Dill Pickle Pasta Salad Ingredients
Pasta Salad (Serves 6-8)
- 1 box (12-16 oz) radiatore pasta (or fusilli, cavatappi, or shell pasta)
- 2 tablespoons olive oil for tossing the cooled pasta
- 3/4 cup (about 4-5 spears) dill pickle spears, diced into 1/4-inch pieces
- 3/4 cup (85g) white sharp cheddar cheese, freshly shredded
- 2 tablespoons fresh flat-leaf parsley, finely chopped
- 2 tablespoons fresh dill, finely chopped
Dill Ranch Dressing
- 3/4 cup (170g) full-fat plain Greek yogurt
- 1/4 cup (60ml) Mexican crema (or sour cream)
- 2 tablespoons dill pickle juice (straight from the jar)
- 1 tablespoon ranch seasoning (dry mix, store-bought or homemade)
- 2 tablespoons fresh dill, finely chopped
- 1 tablespoon fresh lemon juice
Toasted Panko Topping
- 1 tablespoon olive oil
- 3/4 cup (50g) panko breadcrumbs
- 1/4 cup fresh flat-leaf parsley, finely chopped
- 2 tablespoons fresh dill, finely chopped
- Zest of 1 lemon
Optional Additions
- 3-4 strips cooked crispy bacon, crumbled (adds smokiness and salt)
- 2 hard-boiled eggs, chopped (adds richness and protein)
- 2-3 tablespoons diced red onion or thinly sliced scallions
Ingredient Notes And Substitutions
Choosing the right dill pickles for the dicing and the juice: Use classic dill pickle spears (not bread-and-butter pickles, which are sweet and would change the flavor profile from savory-briny to sweet-briny, and not sweet gherkins for the same reason). The pickles’ specific flavor – vinegar-brined, garlicky, dill-forward – is specifically what the recipe is built around. Use the same jar’s brine for the pickle juice in the dressing; don’t substitute another vinegar. If the pickle jar doesn’t have enough remaining juice: a fresh jar’s brine (before adding pickles to the recipe) is the cleanest source.
Panko vs regular breadcrumbs: Panko breadcrumbs are specifically recommended over regular breadcrumbs for the topping. Panko are Japanese-style breadcrumbs made from white bread without crusts, producing larger, flakier crumbs with more surface area than the finely ground regular breadcrumbs. When toasted: panko produces a specifically light, airy, shatteringly crunchy texture that is dramatically different from the heavier, more compact texture of toasted regular breadcrumbs. For a topping whose entire purpose is providing a distinctive crunch: panko’s specific texture is specifically correct.
White sharp cheddar vs regular cheddar: White sharp cheddar (aged cheddar without the annatto coloring that produces orange cheddar) has the same sharp, slightly tangy aged flavor as orange cheddar but doesn’t produce the orange color that would visually clash with the pale-green-and-yellow palette of this salad. Both taste identical – the choice is entirely visual. For the most visually clean presentation: white. For most practical situations: either.

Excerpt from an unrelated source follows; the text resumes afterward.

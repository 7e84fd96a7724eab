#![forbid(unsafe_code)]

pub mod hierarchy;
pub mod ids;
pub mod model;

Callie’s Kitchen Note: My husband’s “why doesn’t every pasta salad do this?” about the toasted panko topping is specifically the observation that led me to start adding toasted panko to other creamy pasta dishes where it doesn’t traditionally appear. It’s now a regular addition to any creamy pasta salad I make, and I keep a jar of pre-toasted plain panko (toasted in olive oil with just salt, no herbs) in the pantry for exactly this purpose. The lemon-dill-parsley version in this recipe is specifically calibrated for the pickle salad’s flavor profile; the plain olive-oil-toasted version transfers to almost any pasta salad, grain bowl, or creamy pasta dish where textural contrast is the goal. The technique is the discovery; this recipe is where it happens most specifically correctly.
How To Make Dill Pickle Pasta Salad
1- Toast The Panko, Cook The Pasta, Make The Dressing (All At Once)

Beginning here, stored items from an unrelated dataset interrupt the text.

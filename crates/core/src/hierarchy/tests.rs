use super::*;

#[test]
fn dependent_map_matches_delete_rules() {
    let kinds = |kind: EntityKind| {
        kind.dependents()
            .iter()
            .map(|dep| dep.kind)
            .collect::<Vec<_>>()
    };
    assert_eq!(kinds(EntityKind::Specimen), vec![EntityKind::Block]);
    assert_eq!(kinds(EntityKind::Block), vec![EntityKind::CuttingSession]);
    assert_eq!(kinds(EntityKind::CuttingSession), vec![EntityKind::Section]);
    assert_eq!(kinds(EntityKind::Substrate), vec![EntityKind::Section]);
    assert_eq!(kinds(EntityKind::Section), vec![EntityKind::Roi]);
    assert_eq!(
        kinds(EntityKind::Roi),
        vec![
            EntityKind::Roi,
            EntityKind::AcquisitionTask,
            EntityKind::Acquisition
        ]
    );
    assert_eq!(
        kinds(EntityKind::AcquisitionTask),
        vec![EntityKind::Acquisition]
    );
    assert_eq!(kinds(EntityKind::Acquisition), vec![EntityKind::Tile]);
    assert!(kinds(EntityKind::Tile).is_empty());
}

#[test]
fn child_roi_dependents_are_labelled_for_messages() {
    let first = EntityKind::Roi.dependents()[0];
    assert_eq!(first.relation, Relation::ParentRoi);
    assert_eq!(first.label, "child ROIs");
    assert_eq!(
        EntityKind::Substrate.dependents()[0].relation,
        Relation::Substrate
    );
}

#[test]
fn lineage_check_reports_first_mismatch() {
    let resolved = Lineage {
        specimen_id: "SPEC001",
        block_id: "BLK001",
    };
    assert!(check_lineage(resolved, resolved).is_ok());

    let err = check_lineage(
        Lineage {
            specimen_id: "SPEC001",
            block_id: "BLK002",
        },
        resolved,
    )
    .unwrap_err();
    assert_eq!(err.field, "block_id");
    assert_eq!(err.declared, "BLK002");
    assert_eq!(
        err.message(),
        "block_id 'BLK002' does not match the parent's block_id 'BLK001'"
    );
}

#[test]
fn roi_membership() {
    let roi = Lineage {
        specimen_id: "S1",
        block_id: "B1",
    };
    assert!(roi_belongs_to(roi, "B1", "S1"));
    assert!(!roi_belongs_to(roi, "B2", "S1"));
    assert!(!roi_belongs_to(roi, "B1", "S2"));
}
#![forbid(unsafe_code)]

pub mod config;
mod error;
mod handlers;
mod router;
mod state;
pub mod telemetry;

pub use config::{Command, ConfigError, LogFormat, ServerConfig};
pub use error::{ApiError, ApiResult};
pub use router::router;
pub use state::AppState;
#![forbid(unsafe_code)]

use super::super::*;
use super::create::split_pair;
use rusqlite::params;

impl SqliteStore {
    pub fn update_roi(&mut self, roi_id: &str, request: UpdateRoiRequest) -> Result<RoiRow, StoreError> {
        let tx = self.conn.transaction()?;
        let existing = require_roi(&tx, roi_id.trim())?;
        let [aperture_width, aperture_height] =
            split_pair(request.aperture_width_height_mm.or(existing.aperture_width_height_mm));
        let [centroid_x, centroid_y] =
            split_pair(request.aperture_centroid.or(existing.aperture_centroid));
        let metadata = request.metadata.or(existing.metadata.clone());
        tx.execute(
            r#"
            UPDATE rois
            SET description = ?2, aperture_width_mm = ?3, aperture_height_mm = ?4,
                aperture_centroid_x = ?5, aperture_centroid_y = ?6, aperture_image = ?7,
                optical_nm_per_pixel = ?8, barcode = ?9, metadata_json = ?10, updated_at_ms = ?11
            WHERE id = ?1
            "#,
            params![
                existing.id,
                clean_text(request.description).or(existing.description.clone()),
                aperture_width,
                aperture_height,
                centroid_x,
                centroid_y,
                clean_text(request.aperture_image).or(existing.aperture_image.clone()),
                request.optical_nm_per_pixel.or(existing.optical_nm_per_pixel),
                clean_text(request.barcode).or(existing.barcode.clone()),
                encode_json(metadata.as_ref())?,
                now_ms()
            ],
        )?;
        let row = require_roi(&tx, &existing.roi_id)?;
        tx.commit()?;
        Ok(row)
    }

    /// Removes an ROI once it has no child ROIs, tasks or acquisitions.
    pub fn delete_roi(&mut self, roi_id: &str) -> Result<(), StoreError> {
        let tx = self.conn.transaction()?;
        let existing = require_roi(&tx, roi_id.trim())?;
        ensure_unreferenced(&tx, EntityKind::Roi, &existing.roi_id, existing.id)?;
        delete_row(&tx, EntityKind::Roi, existing.id)?;
        tx.commit()?;

        tracing::info!(roi_id = %existing.roi_id, "roi deleted");
        Ok(())
    }
}
#![forbid(unsafe_code)]

use super::*;
use rusqlite::params;
use std::collections::HashSet;

impl SqliteStore {
    pub fn add_tile(
        &mut self,
        acquisition_id: &str,
        request: CreateTileRequest,
    ) -> Result<TileRow, StoreError> {
        let tx = self.conn.transaction()?;
        let acquisition = require_acquisition(&tx, acquisition_id.trim())?;
        let row = insert_tile(&tx, &acquisition, request)?;
        tx.commit()?;

        tracing::debug!(
            acquisition_id = %row.acquisition_id,
            tile_id = %row.tile_id,
            raster_index = row.raster_index,
            "tile added"
        );
        Ok(row)
    }

    /// Adds every tile or none of them.
    pub fn add_tiles_batch(
        &mut self,
        acquisition_id: &str,
        requests: Vec<CreateTileRequest>,
    ) -> Result<Vec<TileRow>, StoreError> {
        if requests.is_empty() {
            return Err(StoreError::invalid("Tile data list cannot be empty."));
        }
        let mut seen_ids = HashSet::new();
        let mut seen_indexes = HashSet::new();
        for (index, request) in requests.iter().enumerate() {
            let tile_id =
                canonicalize("tile_id", &request.tile_id).map_err(|err| with_batch_index(err, index))?;
            if !seen_ids.insert(tile_id.clone()) || !seen_indexes.insert(request.raster_index) {
                return Err(StoreError::Conflict {
                    entity: EntityKind::Tile,
                    key: tile_id,
                });
            }
        }

        let tx = self.conn.transaction()?;
        let acquisition = require_acquisition(&tx, acquisition_id.trim())?;
        let mut out = Vec::with_capacity(requests.len());
        for (index, request) in requests.into_iter().enumerate() {
            let row = insert_tile(&tx, &acquisition, request)
                .map_err(|err| with_batch_index(err, index))?;
            out.push(row);
        }
        tx.commit()?;

        tracing::info!(
            acquisition_id = %acquisition.acquisition_id,
            count = out.len(),
            "tile batch added"
        );
        Ok(out)
    }

    /// Tiles of an acquisition in raster order.
    pub fn list_tiles(&self, acquisition_id: &str, page: Page) -> Result<Vec<TileRow>, StoreError> {
        let acquisition = require_acquisition(&self.conn, acquisition_id.trim())?;
        collect_rows(
            &self.conn,
            &format!(
                r#"
                SELECT {TILE_COLUMNS} FROM tiles
                WHERE acquisition_ref = ?1
                ORDER BY raster_index ASC
                LIMIT ?2 OFFSET ?3
                "#
            ),
            params![
                acquisition.id,
                to_sqlite_i64(page.limit)?,
                to_sqlite_i64(page.offset)?
            ],
            tile_from_row,
        )
    }

    pub fn tile_count(&self, acquisition_id: &str) -> Result<u64, StoreError> {
        let acquisition = require_acquisition(&self.conn, acquisition_id.trim())?;
        let count: i64 = self.conn.query_row(
            "SELECT COUNT(1) FROM tiles WHERE acquisition_ref = ?1",
            params![acquisition.id],
            |row| row.get(0),
        )?;
        Ok(u64::try_from(count).unwrap_or(0))
    }

    /// Focus score of every tile in raster order, with summary statistics.
    pub fn acquisition_focus_scores(
        &self,
        acquisition_id: &str,
    ) -> Result<AcquisitionFocusScores, StoreError> {
        let acquisition = require_acquisition(&self.conn, acquisition_id.trim())?;
        let focus_scores = collect_rows(
            &self.conn,
            r#"
            SELECT tile_id, raster_index, focus_score FROM tiles
            WHERE acquisition_ref = ?1
            ORDER BY raster_index ASC
            "#,
            params![acquisition.id],
            |row| {
                Ok(TileFocusScore {
                    tile_id: row.get(0)?,
                    raster_index: row.get(1)?,
                    focus_score: row.get(2)?,
                })
            },
        )?;

        let mut scores = focus_scores
            .iter()
            .filter_map(|tile| tile.focus_score)
            .collect::<Vec<_>>();
        scores.sort_by(f64::total_cmp);
        let summary = FocusSummary::of_sorted(&scores);

        tracing::debug!(
            acquisition_id = %acquisition.acquisition_id,
            tiles = focus_scores.len(),
            scored = scores.len(),
            "focus scores read"
        );
        Ok(AcquisitionFocusScores {
            acquisition_id: acquisition.acquisition_id,
            tile_count: u64::try_from(focus_scores.len()).unwrap_or(u64::MAX),
            focus_scores,
            mean_focus: summary.map(|s| s.mean),
            median_focus: summary.map(|s| s.median),
            stddev_focus: summary.map(|s| s.stddev),
            min_focus: summary.map(|s| s.min),
            max_focus: summary.map(|s| s.max),
        })
    }

    pub fn get_tile(&self, acquisition_id: &str, tile_id: &str) -> Result<TileRow, StoreError> {
        let acquisition = require_acquisition(&self.conn, acquisition_id.trim())?;
        let tile_id = tile_id.trim();
        tile_by_key(&self.conn, acquisition.id, tile_id)?
            .ok_or_else(|| StoreError::not_found(EntityKind::Tile, tile_id))
    }

    pub fn delete_tile(&mut self, acquisition_id: &str, tile_id: &str) -> Result<(), StoreError> {
        let tx = self.conn.transaction()?;
        let acquisition = require_acquisition(&tx, acquisition_id.trim())?;
        let tile_id = tile_id.trim();
        let existing = tile_by_key(&tx, acquisition.id, tile_id)?
            .ok_or_else(|| StoreError::not_found(EntityKind::Tile, tile_id))?;
        ensure_unreferenced(&tx, EntityKind::Tile, &existing.tile_id, existing.id)?;
        delete_row(&tx, EntityKind::Tile, existing.id)?;
        tx.commit()?;
        Ok(())
    }
}

#[derive(Clone, Copy, Debug)]
struct FocusSummary {
    mean: f64,
    median: f64,
    stddev: f64,
    min: f64,
    max: f64,
}

impl FocusSummary {
    /// `sorted` must be ascending. Standard deviation is the sample one; a
    /// single score has a deviation of zero.
    fn of_sorted(sorted: &[f64]) -> Option<Self> {
        let (&min, &max) = (sorted.first()?, sorted.last()?);
        let n = sorted.len() as f64;
        let mean = sorted.iter().sum::<f64>() / n;
        let mid = sorted.len() / 2;
        let median = if sorted.len() % 2 == 0 {
            (sorted[mid - 1] + sorted[mid]) / 2.0
        } else {
            sorted[mid]
        };
        let stddev = if sorted.len() > 1 {
            let sum_sq = sorted.iter().map(|x| (x - mean).powi(2)).sum::<f64>();
            (sum_sq / (n - 1.0)).sqrt()
        } else {
            0.0
        };
        Some(Self {
            mean,
            median,
            stddev,
            min,
            max,
        })
    }
}

fn insert_tile(
    conn: &Connection,
    acquisition: &AcquisitionRow,
    request: CreateTileRequest,
) -> Result<TileRow, StoreError> {
    let tile_id = canonicalize("tile_id", &request.tile_id)?;
    let image_path = clean_text(Some(request.image_path))
        .ok_or_else(|| StoreError::invalid("image_path must not be empty"))?;
    if request.focus_score.is_some_and(|score| !score.is_finite()) {
        return Err(StoreError::invalid("focus_score must be a finite number"));
    }

    conn.execute(
        r#"
        INSERT INTO tiles(tile_id, acquisition_ref, acquisition_id, roi_id, specimen_id,
                          raster_index, stage_x, stage_y, raster_row, raster_col, focus_score,
                          image_path, supertile_id, created_at_ms)
        VALUES (?1, ?2, ?3, ?4, ?5, ?6, ?7, ?8, ?9, ?10, ?11, ?12, ?13, ?14)
        "#,
        params![
            tile_id,
            acquisition.id,
            acquisition.acquisition_id,
            acquisition.roi_id,
            acquisition.specimen_id,
            request.raster_index,
            request.stage_x,
            request.stage_y,
            request.raster_row,
            request.raster_col,
            request.focus_score,
            image_path,
            clean_text(request.supertile_id),
            now_ms()
        ],
    )
    .map_err(|err| map_insert_conflict(err, EntityKind::Tile, &tile_id))?;
    tile_by_key(conn, acquisition.id, &tile_id)?
        .ok_or_else(|| StoreError::not_found(EntityKind::Tile, tile_id))
}
use std::fmt::{self, Display};

use k8s_openapi::api::{apps::v1::Deployment, batch::v1::Job, core::v1::Service};
use kube::ResourceExt;

use crate::api::flink_session_cluster::FlinkSessionCluster;

/// Sub-resource kinds managed for every session cluster.
#[derive(Clone, Copy, Debug, PartialEq, Eq, Hash)]
pub enum ResourceKind {
    JobManagerDeployment,
    JobManagerService,
    TaskManagerDeployment,
    Job,
}

impl ResourceKind {
    /// Order in which kinds are converged within a pass. The JobManager must exist
    /// before its service, TaskManagers register against it and the job is
    /// submitted last.
    pub const RECONCILE_ORDER: [ResourceKind; 4] = [
        ResourceKind::JobManagerDeployment,
        ResourceKind::JobManagerService,
        ResourceKind::TaskManagerDeployment,
        ResourceKind::Job,
    ];

    /// Value of the `component` label and log field.
    pub fn component(&self) -> &'static str {
        match self {
            ResourceKind::JobManagerDeployment | ResourceKind::JobManagerService => "jobmanager",
            ResourceKind::TaskManagerDeployment => "taskmanager",
            ResourceKind::Job => "job",
        }
    }

    /// Name of the child object of this kind for the given cluster.
    pub fn object_name(&self, cluster: &str) -> String {
        format!("{cluster}-{}", self.component())
    }
}

impl Display for ResourceKind {
    fn fmt(&self, f: &mut fmt::Formatter<'_>) -> fmt::Result {
        f.write_str(match self {
            ResourceKind::JobManagerDeployment => "JobManager deployment",
            ResourceKind::JobManagerService => "JobManager service",
            ResourceKind::TaskManagerDeployment => "TaskManager deployment",
            ResourceKind::Job => "Job",
        })
    }
}

/// A child object of one of the managed kinds.
#[derive(Clone, Debug, PartialEq)]
pub enum ComponentResource {
    Deployment(Deployment),
    Service(Service),
    Job(Job),
}

impl ComponentResource {
    pub fn name(&self) -> String {
        match self {
            ComponentResource::Deployment(d) => d.name_any(),
            ComponentResource::Service(s) => s.name_any(),
            ComponentResource::Job(j) => j.name_any(),
        }
    }
}

/// One optional slot per managed kind. Shared by desired and observed state so
/// that both are aligned by construction.
#[derive(Clone, Debug, Default, PartialEq)]
pub struct Components {
    pub jm_deployment: Option<Deployment>,
    pub jm_service: Option<Service>,
    pub tm_deployment: Option<Deployment>,
    pub job: Option<Job>,
}

impl Components {
    /// Moves the slot for `kind` out, leaving it empty.
    pub fn take(&mut self, kind: ResourceKind) -> Option<ComponentResource> {
        match kind {
            ResourceKind::JobManagerDeployment => {
                self.jm_deployment.take().map(ComponentResource::Deployment)
            }
            ResourceKind::JobManagerService => self.jm_service.take().map(ComponentResource::Service),
            ResourceKind::TaskManagerDeployment => {
                self.tm_deployment.take().map(ComponentResource::Deployment)
            }
            ResourceKind::Job => self.job.take().map(ComponentResource::Job),
        }
    }
}

/// Target configuration of a cluster, built fresh for every pass.
#[derive(Clone, Debug, Default, PartialEq)]
pub struct DesiredState {
    pub components: Components,
}

/// Live configuration of a cluster as read at the start of a pass.
#[derive(Clone, Debug, Default)]
pub struct ObservedState {
    /// Absent when the cluster itself has been deleted.
    pub cluster: Option<FlinkSessionCluster>,
    pub components: Components,
}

Start everything simultaneously for the most efficient 25-minute preparation. For the pasta: bring a large pot of salted water to a boil and cook the radiatore according to package directions until al dente. For the panko: heat 1 tablespoon of olive oil in a small nonstick skillet over medium heat. Add the 3/4 cup of panko breadcrumbs and stir to coat with the oil. Cook, stirring frequently, for 3-5 minutes until the panko turns uniformly golden brown and smells specifically toasted and nutty. Remove from heat immediately when golden – panko goes from golden to burned quickly, and the residual heat of the pan will continue the toasting for 30-60 seconds after heat is removed. Stir in the lemon zest, chopped parsley, and chopped dill while the panko is still hot (the residual heat blooms the lemon zest’s aromatic compounds and wilts the herbs slightly, helping them adhere to the panko). Allow to cool completely. Store in an airtight container if making ahead.
For the dressing: in a medium bowl, whisk together the Greek yogurt, crema, pickle juice, ranch seasoning, fresh dill, and lemon juice until smooth. Taste: the dressing should be distinctly tangy from the pickle juice and yogurt, specifically herby from the dill, and seasoned with the ranch’s background of onion, garlic, and dried herbs. If it tastes flat: add more pickle juice (one teaspoon at a time). If it’s very tangy: it will mellow slightly when tossed with the pasta.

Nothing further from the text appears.